Transcriptional regulation of basic fibroblast growth factor gene by p53 in human glioblastoma and hepatocellular carcinoma cells

Tetsuya Ueba, Tetsuya Nosaka, Jun A. Takahashi, Futoshi Shibata, Robert Z. Florkiewicz, Bert Vogelstein, Yoshifumi Oda, Haruhiko Kikuchi, Masakazu Hatanaka

Research output: Contribution to journalArticle


Mutations of the p53 gene are found in various human cancers. The frequency of its mutation is reported to increase during tumor progression in most tumors.
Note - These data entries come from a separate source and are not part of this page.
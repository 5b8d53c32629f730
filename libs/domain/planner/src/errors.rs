// INICIO DEL ARCHIVO [libs/domain/planner/src/errors.rs]
//! =================================================================
//! APARATO: PLANNER ERRORS (V4.0)
//! RESPONSABILIDAD: CATALOGACIÓN DE FALLOS DE PLANIFICACIÓN
//! =================================================================

use thiserror::Error;

#[derive(Error, Debug, PartialEq, Eq)]
pub enum PlannerFault {
    #[error("DATA_BINDING_SYNTAX: Expected 'name=path', got '{0}'")]
    BindingSyntax(String),

    #[error("DATA_GROUP_MIXED_NAMES: Variation group binds both '{first}' and '{second}'; one logical filename per group")]
    MixedGroupNames { first: String, second: String },

    #[error("DATA_GROUP_EMPTY: Variation group '{0}' declares no candidate paths")]
    EmptyGroup(String),
}
// FIN DEL ARCHIVO [libs/domain/planner/src/errors.rs]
In human gliomas, mutations of the p53 gene are found in about one-third of the malignant forms and in few o the benign ones indicating their possible involvement in tumor progression. On the other hand, we have recently shown that basic fibroblast growth factor (basic FGF) plays a crucial role in tumor progression as an autocrine growth factor in tissues of human gliomas. Therefore, we hypothesized that p53 might regulate the promoter activity of the basic FGF gene, which has several GC boxes and no typical TATA box. In this study, cotransfection assays using human glioblastoma and hepatocellular carcinoma cells and establishment of stable cell lines expressing mutant-type p53 were performed. The basic FGF gene promoter was demonstrated to be regulated by p53 at the transcriptional level and its basal core promoter was found to be responsive to p53. Expression of endogenous basic FGF was also demonstrated to be activated by mutant type p53. Wild-type p53 repressed gene expression of the basic FGF and its mutant activated it in vitro, implying one of the possible pathways in tumor progression.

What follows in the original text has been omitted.